Department of Critical Care Medicine, The Seventh Affiliated Hospital, Sun Yat-sen University, Shenzhen, China.
Department of School of Medicine, Shenzhen Campus of Sun Yat-sen University, Sun Yat-sen University, Shenzhen, China.
Microbiol Spectr. 2024 Nov 5;12(11):e0026524. doi: 10.1128/spectrum.00265-24. Epub 2024 Oct 9.
Antibiotic resistance poses a significant public health threat worldwide. The rise in antibiotic resistance and the sharp decline in effective antibiotics necessitate the development of innovative antibacterial agents. Based on the central symmetric structure of glycine-serine-glycine, combined with tryptophan and arginine, we designed a range of antimicrobial peptides (AMPs) that exhibited broad-spectrum antibacterial activity. Notably, AMP W demonstrated a rapid and effective sterilization against methicillin-resistant (MRSA), displaying both a minimum inhibitory concentration and a minimum bactericidal concentration of 8 µM. Mechanistic studies revealed that AMP W killed bacterial cells by disrupting the cytoplasmic membrane integrity, triggering leakage of cell contents. AMP W also exhibited excellent biocompatibility in both and safety evaluations. AMP W treatment significantly reduced skin bacterial load in our murine skin infection model. In conclusion, we designed a novel centrosymmetric AMP representing a promising medical alternative to conventional antibiotics for treating MRSA infections.

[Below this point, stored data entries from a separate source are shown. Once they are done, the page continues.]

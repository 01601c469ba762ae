//! Blocks and the block registry.
//!
//! A block is one row tall and 1–4 items wide; each item is an addressable
//! link endpoint. The registry owns the blocks, hands out opaque ids, and
//! answers width-aware coordinate lookups (a block of size `s` anchored at
//! `x0` covers block columns `[x0, x0 + s - 1]`).

use std::fmt;

use indexmap::IndexMap;
use rustc_hash::FxHashMap;
use serde::{Deserialize, Serialize};

use crate::coords::BlockPos;

/// The widest block the grid supports, in items.
pub const MAX_BLOCK_SIZE: u8 = 4;

#[derive(Debug, Clone, Copy, PartialEq, Eq, Hash, PartialOrd, Ord, Serialize)]
pub struct BlockId(u32);

impl fmt::Display for BlockId {
    fn fmt(&self, f: &mut fmt::Formatter<'_>) -> fmt::Result {
        write!(f, "b{}", self.0)
    }
}

#[derive(Debug, Clone, PartialEq, Eq, Serialize, Deserialize)]
pub struct Block {
    pub x: i32,
    pub y: i32,
    /// Number of consecutive item columns this block occupies (1–4).
    pub size: u8,
    pub name: String,
}

impl Block {
    pub fn new(x: i32, y: i32, size: u8, name: impl Into<String>) -> Self {
        Self {
            x,
            y,
            size,
            name: name.into(),
        }
    }

    pub fn anchor(&self) -> BlockPos {
        BlockPos::new(self.x, self.y)
    }

    pub fn occupies(&self, pos: BlockPos) -> bool {
        pos.y == self.y && pos.x >= self.x && pos.x < self.x + i32::from(self.size)
    }

    /// Item index of the block-space column `x`, if this block covers it.
    pub fn item_index(&self, x: i32) -> Option<u8> {
        if self.occupies(BlockPos::new(x, self.y)) {
            Some((x - self.x) as u8)
        } else {
            None
        }
    }

    pub fn is_first_item(&self, item: u8) -> bool {
        item == 0
    }

    pub fn is_last_item(&self, item: u8) -> bool {
        item + 1 == self.size
    }
}

#[derive(Debug, Clone, Default)]
pub struct BlockRegistry {
    blocks: IndexMap<BlockId, Block>,
    anchors: FxHashMap<(i32, i32), BlockId>,
    next_id: u32,
}

impl BlockRegistry {
    pub fn new() -> Self {
        Self::default()
    }

    /// Adds a block and returns its id, or `None` when the block is malformed
    /// (size outside 1–4) or another block is already anchored on the same
    /// cell.
    pub fn add(&mut self, block: Block) -> Option<BlockId> {
        if block.size == 0 || block.size > MAX_BLOCK_SIZE {
            return None;
        }
        if self.anchors.contains_key(&(block.x, block.y)) {
            return None;
        }
        let id = BlockId(self.next_id);
        self.next_id += 1;
        self.anchors.insert((block.x, block.y), id);
        self.blocks.insert(id, block);
        Some(id)
    }

    pub fn remove(&mut self, id: BlockId) -> Option<Block> {
        let block = self.blocks.shift_remove(&id)?;
        self.anchors.remove(&(block.x, block.y));
        Some(block)
    }

    pub fn get(&self, id: BlockId) -> Option<&Block> {
        self.blocks.get(&id)
    }

    /// The block covering block-space `pos`, honoring multi-item widths: a
    /// block anchored up to three columns to the left still covers `pos` if
    /// it is wide enough.
    pub fn block_at(&self, pos: BlockPos) -> Option<(BlockId, &Block)> {
        for back in 0..i32::from(MAX_BLOCK_SIZE) {
            if let Some(&id) = self.anchors.get(&(pos.x - back, pos.y)) {
                let block = &self.blocks[&id];
                if i32::from(block.size) > back {
                    return Some((id, block));
                }
            }
        }
        None
    }

    pub fn iter(&self) -> impl Iterator<Item = (BlockId, &Block)> {
        self.blocks.iter().map(|(&id, block)| (id, block))
    }

    pub fn len(&self) -> usize {
        self.blocks.len()
    }

    pub fn is_empty(&self) -> bool {
        self.blocks.is_empty()
    }
}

Increasing antibiotic resistance and the paucity of effective antibiotics necessitate innovative antibacterial agents. Methicillin-resistant (MRSA) is a major pathogen causing bacterial infections with high incidence and mortality rates, showing increasing resistance to clinical drugs. Antimicrobial peptides (AMPs) exhibit significant potential as alternatives to traditional antibiotics. This study designed a novel series of AMPs, characterized by a glycine-serine-glycine-centered symmetrical structure, and our results indicated that AMP W5 exhibited a rapid and effective bactericidal effect against MRSA. AMP W5 also demonstrated excellent biocompatibility and a bactericidal mechanism that disrupted membrane integrity, leading to leakage of cellular contents. The notable reduction in skin bacterial load observed in mouse models reinforced the clinical applicability of AMP W5. This study provides a promising solution for addressing the increasing threat of antibiotic-resistant bacteria and heralds new prospects for clinical applications.
抗生素耐药性在全球范围内构成重大公共卫生威胁。抗生素耐药性的上升和有效抗生素的急剧减少,需要开发创新的抗菌剂。基于甘氨酸-丝氨酸-甘氨酸的中心对称结构,结合色氨酸和精氨酸,我们设计了一系列具有广谱抗菌活性的抗菌肽 (AMP)。值得注意的是,AMP W 对耐甲氧西林金黄色葡萄球菌 (MRSA) 表现出快速而有效的杀菌作用,其最小抑菌浓度和最小杀菌浓度均为 8 µM。机制研究表明,AMP W 通过破坏细胞质膜完整性杀死细菌细胞,导致细胞内容物泄漏。AMP W 在 和 安全性评估中也表现出良好的生物相容性。AMP W 处理显著降低了我们的小鼠皮肤感染模型中的皮肤细菌负荷。总之,我们设计了一种新型的中心对称 AMP,代表了一种有前途的替代传统抗生素的医学方法,可用于治疗 MRSA 感染。
抗生素耐药性的增加和有效抗生素的缺乏需要创新的抗菌剂。耐甲氧西林金黄色葡萄球菌 (MRSA) 是一种主要的病原体,导致细菌感染的发病率和死亡率很高,对临床药物的耐药性不断增加。抗菌肽 (AMP) 作为传统抗生素的替代品具有巨大的潜力。本研究设计了一系列新型 AMP,其特征是具有甘氨酸-丝氨酸-甘氨酸为中心的对称结构,我们的结果表明 AMP W5 对 MRSA 具有快速有效的杀菌作用。AMP W5 还表现出良好的生物相容性和杀菌机制,破坏膜完整性,导致细胞内容物泄漏。在小鼠模型中观察到皮肤细菌负荷的显著减少,增强了 AMP W5 的临床适用性。这项研究为应对日益严重的抗生素耐药菌威胁提供了一个有前途的解决方案,并为临床应用开辟了新的前景。